A Mapping major phospho-tyrosine (pY) sites in Vangl2. Embryos were injected with 40 pg of RNA encoding FGFR1 and the indicated HA-Vangl2 constructs. Vangl2 phosphorylation was analyzed in anti-HA pull-downs from stage 13 embryo lysates. Immunoblotting (IB) was performed using anti-pY, anti-HA or anti-FLAG antibodies, as indicated. One representative set of duplicate samples is shown. The graph below shows average pY/HA intensity ratios for the duplicates. B Alignment of N-terminal amino acid sequences of Vangl2 from several chordate species and Drosophila Van Gogh. The N-terminal tyrosine cluster (in red) is conserved in vertebrates but not in Drosophila. C–E Planar polarization of Vangl2 tyrosine phosphosite mutants in the neuroectoderm. C Experimental scheme. Adapted from Xenopus illustrations © Natalya Zahn (2022), via Xenbase (www.xenbase.org, RRID: SCR_003280). Two dorsal blastomeres of 16-cell embryos were coinjected with myr-BFP RNA (80 pg) and RNAs encoding GFP-Pk3 (150 pg), HA-tagged Vangl2 (in D), Y7, 10, 12 > F (Y > F, in E) or Y7, 10, 12 > E (Y > E, in F) (20 pg each).

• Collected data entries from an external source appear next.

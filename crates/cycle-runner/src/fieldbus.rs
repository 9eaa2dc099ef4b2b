use cycle_core::{spin_until, WorkResult};
use std::sync::atomic::{AtomicU64, Ordering};
use std::time::{Duration, Instant};
use thiserror::Error;

#[derive(Debug, Error, Clone, PartialEq, Eq)]
pub enum FieldbusError {
    #[error("frame {frame} lost: no response from segment")]
    FrameLost { frame: u64 },
}

#[derive(Debug, Clone)]
pub struct FieldbusConfig {
    /// Slaves on the segment; each one that processes the frame adds one
    /// to the working counter.
    pub slaves: u16,
    pub exchange_time: Duration,
    /// Every Nth frame one slave misses the datagram.
    pub drop_every: Option<u64>,
    /// Frame index after which every exchange fails.
    pub fail_after: Option<u64>,
}

impl Default for FieldbusConfig {
    fn default() -> Self {
        Self {
            slaves: 3,
            exchange_time: Duration::from_micros(100),
            drop_every: None,
            fail_after: None,
        }
    }
}

/// Simulated process-data exchange on a field-bus segment.
#[derive(Debug)]
pub struct SimulatedFieldbus {
    config: FieldbusConfig,
    frames: AtomicU64,
}

impl SimulatedFieldbus {
    pub fn new(config: FieldbusConfig) -> Self {
        Self {
            config,
            frames: AtomicU64::new(0),
        }
    }

    pub fn frames_sent(&self) -> u64 {
        self.frames.load(Ordering::Relaxed)
    }

    /// Send one frame and wait for it to come back around the ring.
    ///
    /// Sub-millisecond wire times are spun; Tokio timers cannot resolve them.
    pub async fn exchange(&self) -> WorkResult {
        let frame = self.frames.fetch_add(1, Ordering::Relaxed) + 1;

        if self.config.exchange_time >= Duration::from_millis(1) {
            tokio::time::sleep(self.config.exchange_time).await;
        } else {
            spin_until(Instant::now() + self.config.exchange_time, || true);
        }

        if matches!(self.config.fail_after, Some(limit) if frame > limit) {
            return Err(FieldbusError::FrameLost { frame }.into());
        }

        let mut working_counter = i64::from(self.config.slaves);
        if matches!(self.config.drop_every, Some(n) if n > 0 && frame % n == 0) {
            working_counter -= 1;
        }
        Ok(Some(working_counter.max(0)))
    }
}
use crate::error::{BoxError, ConfigError};
use crate::stats::CycleStats;
use futures::future::BoxFuture;
use std::fmt;
use std::sync::Arc;
use std::time::Duration;

/// Result of one work invocation: an optional working counter, or a failure.
pub type WorkResult = Result<Option<i64>, BoxError>;

pub type WorkFn = Arc<dyn Fn() -> BoxFuture<'static, WorkResult> + Send + Sync>;
pub type CycleObserver = Arc<dyn Fn(&CycleStats) + Send + Sync>;
pub type ErrorObserver = Arc<dyn Fn(&BoxError) + Send + Sync>;

/// Immutable controller configuration. Build with [`CycleConfig::builder`].
#[derive(Clone)]
pub struct CycleConfig {
    pub(crate) period: Duration,
    pub(crate) work: WorkFn,
    pub(crate) on_cycle: Option<CycleObserver>,
    pub(crate) on_error: Option<ErrorObserver>,
}

impl CycleConfig {
    pub fn builder() -> CycleConfigBuilder {
        CycleConfigBuilder::default()
    }

    pub fn period(&self) -> Duration {
        self.period
    }
}

impl fmt::Debug for CycleConfig {
    fn fmt(&self, f: &mut fmt::Formatter<'_>) -> fmt::Result {
        f.debug_struct("CycleConfig")
            .field("period", &self.period)
            .field("on_cycle", &self.on_cycle.is_some())
            .field("on_error", &self.on_error.is_some())
            .finish_non_exhaustive()
    }
}

#[derive(Default)]
pub struct CycleConfigBuilder {
    period: Option<Duration>,
    work: Option<WorkFn>,
    on_cycle: Option<CycleObserver>,
    on_error: Option<ErrorObserver>,
}

impl CycleConfigBuilder {
    pub fn period(mut self, period: Duration) -> Self {
        self.period = Some(period);
        self
    }

    /// Work invoked once per cycle. The returned future is awaited to
    /// completion before the next cycle is scheduled.
    pub fn work<F, Fut>(mut self, work: F) -> Self
    where
        F: Fn() -> Fut + Send + Sync + 'static,
        Fut: std::future::Future<Output = WorkResult> + Send + 'static,
    {
        self.work = Some(Arc::new(move || -> BoxFuture<'static, WorkResult> {
            Box::pin(work())
        }));
        self
    }

    /// Observer called with the post-update snapshot after every successful cycle.
    pub fn on_cycle<F>(mut self, observer: F) -> Self
    where
        F: Fn(&CycleStats) + Send + Sync + 'static,
    {
        self.on_cycle = Some(Arc::new(observer));
        self
    }

    /// Observer called once with the failure that stopped the loop.
    pub fn on_error<F>(mut self, observer: F) -> Self
    where
        F: Fn(&BoxError) + Send + Sync + 'static,
    {
        self.on_error = Some(Arc::new(observer));
        self
    }

    pub fn build(self) -> Result<CycleConfig, ConfigError> {
        let period = self.period.unwrap_or(DEFAULT_PERIOD);
        if period.is_zero() {
            return Err(ConfigError::ZeroPeriod);
        }
        let work = self.work.ok_or(ConfigError::MissingWork)?;
        Ok(CycleConfig {
            period,
            work,
            on_cycle: self.on_cycle,
            on_error: self.on_error,
        })
    }
}

pub const DEFAULT_PERIOD: Duration = Duration::from_millis(1);
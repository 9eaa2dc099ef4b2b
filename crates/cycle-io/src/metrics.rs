//! Prometheus metrics for the cycle controller.
//!
//! Counters are fed from `CycleStats` snapshots, so they stay correct across
//! statistics resets and restarts.

use cycle_core::CycleStats;
use prometheus::{
    Encoder, Gauge, Histogram, HistogramOpts, IntCounter, IntGauge, Registry, TextEncoder,
};
use std::sync::LazyLock;
use std::thread;
use tiny_http::{Header, Response, Server};

/// Global metrics registry
pub static REGISTRY: LazyLock<Registry> = LazyLock::new(Registry::new);

const TIME_BUCKETS_US: &[f64] = &[
    10.0, 50.0, 100.0, 250.0, 500.0, 1000.0, 2000.0, 5000.0, 10000.0, 50000.0,
];

// ============================================================================
// Cycle Metrics
// ============================================================================

pub static CYCLES_EXECUTED: LazyLock<IntCounter> = LazyLock::new(|| {
    let counter = IntCounter::new("cycle_cycles_total", "Total cycles completed").unwrap();
    REGISTRY.register(Box::new(counter.clone())).unwrap();
    counter
});

pub static CYCLE_FAILURES: LazyLock<IntCounter> = LazyLock::new(|| {
    let counter = IntCounter::new(
        "cycle_failures_total",
        "Work failures that stopped the cycle loop",
    )
    .unwrap();
    REGISTRY.register(Box::new(counter.clone())).unwrap();
    counter
});

pub static CYCLE_OVERRUNS: LazyLock<IntCounter> = LazyLock::new(|| {
    let counter = IntCounter::new(
        "cycle_overruns_total",
        "Cycles that overran the period and forced a resync",
    )
    .unwrap();
    REGISTRY.register(Box::new(counter.clone())).unwrap();
    counter
});

pub static EXECUTION_TIME_US: LazyLock<Histogram> = LazyLock::new(|| {
    let histogram = Histogram::with_opts(
        HistogramOpts::new(
            "cycle_execution_time_us",
            "Work execution time per cycle in microseconds",
        )
        .buckets(TIME_BUCKETS_US.to_vec()),
    )
    .unwrap();
    REGISTRY.register(Box::new(histogram.clone())).unwrap();
    histogram
});

pub static INTERVAL_TIME_US: LazyLock<Histogram> = LazyLock::new(|| {
    let histogram = Histogram::with_opts(
        HistogramOpts::new(
            "cycle_interval_time_us",
            "Time between consecutive cycle starts in microseconds",
        )
        .buckets(TIME_BUCKETS_US.to_vec()),
    )
    .unwrap();
    REGISTRY.register(Box::new(histogram.clone())).unwrap();
    histogram
});

pub static WORKING_COUNTER: LazyLock<Gauge> = LazyLock::new(|| {
    let gauge = Gauge::new(
        "cycle_working_counter",
        "Working counter returned by the latest successful cycle",
    )
    .unwrap();
    REGISTRY.register(Box::new(gauge.clone())).unwrap();
    gauge
});

/// Loop state (1 = running, 0 = stopped)
pub static LOOP_RUNNING: LazyLock<IntGauge> = LazyLock::new(|| {
    let gauge = IntGauge::new("cycle_running", "Cycle loop state (1=running, 0=stopped)").unwrap();
    REGISTRY.register(Box::new(gauge.clone())).unwrap();
    gauge
});

/// Converts successive snapshots into counter increments and observations.
#[derive(Debug, Default)]
pub struct MetricsRecorder {
    last_cycle_count: u64,
    last_overruns: u64,
}

impl MetricsRecorder {
    pub fn new() -> Self {
        Self::default()
    }

    /// Record the latest snapshot. Cheap enough to call from `on_cycle`.
    pub fn record_cycle(&mut self, stats: &CycleStats) {
        // A lower count means stats were reset; everything seen is new.
        if stats.cycle_count < self.last_cycle_count {
            self.last_cycle_count = 0;
            self.last_overruns = 0;
        }
        if stats.cycle_count > self.last_cycle_count {
            CYCLES_EXECUTED.inc_by(stats.cycle_count - self.last_cycle_count);
            self.last_cycle_count = stats.cycle_count;
            EXECUTION_TIME_US.observe(stats.last_execution_time.as_secs_f64() * 1e6);
            // Zero only when no cycle since the last start had a predecessor.
            if !stats.last_interval_time.is_zero() {
                INTERVAL_TIME_US.observe(stats.last_interval_time.as_secs_f64() * 1e6);
            }
        }
        if stats.overruns > self.last_overruns {
            CYCLE_OVERRUNS.inc_by(stats.overruns - self.last_overruns);
        }
        self.last_overruns = stats.overruns;

        match stats.working_counter {
            Some(value) => WORKING_COUNTER.set(value as f64),
            None => WORKING_COUNTER.set(f64::NAN),
        }
    }

    /// Record the snapshot taken after the loop exited and mark it stopped.
    ///
    /// A cycle that ended in a work failure is counted in the statistics but
    /// never reaches `on_cycle`, so only this final snapshot carries it.
    pub fn record_final(&mut self, stats: &CycleStats) {
        self.record_cycle(stats);
        self.set_running(false);
    }

    pub fn record_failure(&self) {
        CYCLE_FAILURES.inc();
    }

    pub fn set_running(&self, running: bool) {
        LOOP_RUNNING.set(i64::from(running));
    }
}

// ============================================================================
// Metrics HTTP Server
// ============================================================================

/// Response body and status for one exporter path.
#[derive(Debug)]
pub struct ExporterReply {
    pub status: u16,
    pub content_type: &'static str,
    pub body: Vec<u8>,
}

impl ExporterReply {
    fn text(status: u16, body: &str) -> Self {
        Self {
            status,
            content_type: "text/plain; charset=utf-8",
            body: body.as_bytes().to_vec(),
        }
    }
}

/// Route an exporter request path.
pub fn handle_path(path: &str) -> ExporterReply {
    match path {
        "/metrics" => {
            let encoder = TextEncoder::new();
            let metric_families = REGISTRY.gather();
            let mut buffer = Vec::new();
            match encoder.encode(&metric_families, &mut buffer) {
                Ok(()) => ExporterReply {
                    status: 200,
                    content_type: "text/plain; version=0.0.4",
                    body: buffer,
                },
                Err(e) => {
                    tracing::warn!("Failed to encode metrics: {}", e);
                    ExporterReply::text(500, "Internal Server Error")
                }
            }
        }
        "/health" => ExporterReply::text(200, "OK"),
        // Ready once at least one cycle has completed
        "/ready" => {
            if CYCLES_EXECUTED.get() > 0 {
                ExporterReply::text(200, "Ready")
            } else {
                ExporterReply::text(503, "Not Ready")
            }
        }
        _ => ExporterReply::text(404, "Not Found"),
    }
}

/// Start the metrics HTTP server on the given address.
/// Returns a join handle for the server thread.
pub fn serve_metrics(bind_addr: String) -> thread::JoinHandle<()> {
    thread::spawn(move || {
        let server = match Server::http(&bind_addr) {
            Ok(s) => s,
            Err(e) => {
                tracing::error!("Failed to start metrics server on {}: {}", bind_addr, e);
                return;
            }
        };

        tracing::info!("Metrics server listening on http://{}/metrics", bind_addr);

        for request in server.incoming_requests() {
            let reply = handle_path(request.url());
            let mut response = Response::from_data(reply.body).with_status_code(reply.status);
            if let Ok(header) = Header::from_bytes(&b"Content-Type"[..], reply.content_type) {
                response = response.with_header(header);
            }
            if let Err(e) = request.respond(response) {
                tracing::debug!("Failed to send metrics response: {}", e);
            }
        }
    })
}

/// Initialize all metrics (forces lazy initialization)
pub fn init_metrics() {
    let _ = CYCLES_EXECUTED.get();
    let _ = CYCLE_FAILURES.get();
    let _ = CYCLE_OVERRUNS.get();
    let _ = EXECUTION_TIME_US.get_sample_count();
    let _ = INTERVAL_TIME_US.get_sample_count();
    let _ = WORKING_COUNTER.get();
    let _ = LOOP_RUNNING.get();
}
pub mod config;
pub mod control_loop;
pub mod error;
pub mod stats;
pub mod timebase;

pub use config::{CycleConfig, CycleConfigBuilder, WorkResult, DEFAULT_PERIOD};
pub use control_loop::CycleController;
pub use error::{BoxError, ConfigError, CycleError};
pub use stats::{CycleStats, StatsAccumulator};
pub use timebase::{spin_until, TimeBase};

Embryos were fixed at stages 14–15, and GFP and BFP fluorescence were imaged. Anterior enrichment of GFP-Pk3 is indicated by arrows (D–E’), while a non-polarized cell is marked by an asterisk (F–F’). The anteroposterior (AP) axis is indicated. Scale bar, 30 µm. (G) Quantification of GFP fluorescence for the GFP-Pk3-Vangl2 complexes in mosaically expressing cells is shown as a graph. Mean fluorescence is plotted along the cell circumference as a function of circular angle from 0 to 360 degrees relative to the AP axis, with fluorescence intensity shown in green (HA-Vangl2), pink (HA-Vangl2Y > F), and brown (HA-Vangl2Y > E) lines. The number of scored cells is indicated. The data are representative of four independent experiments.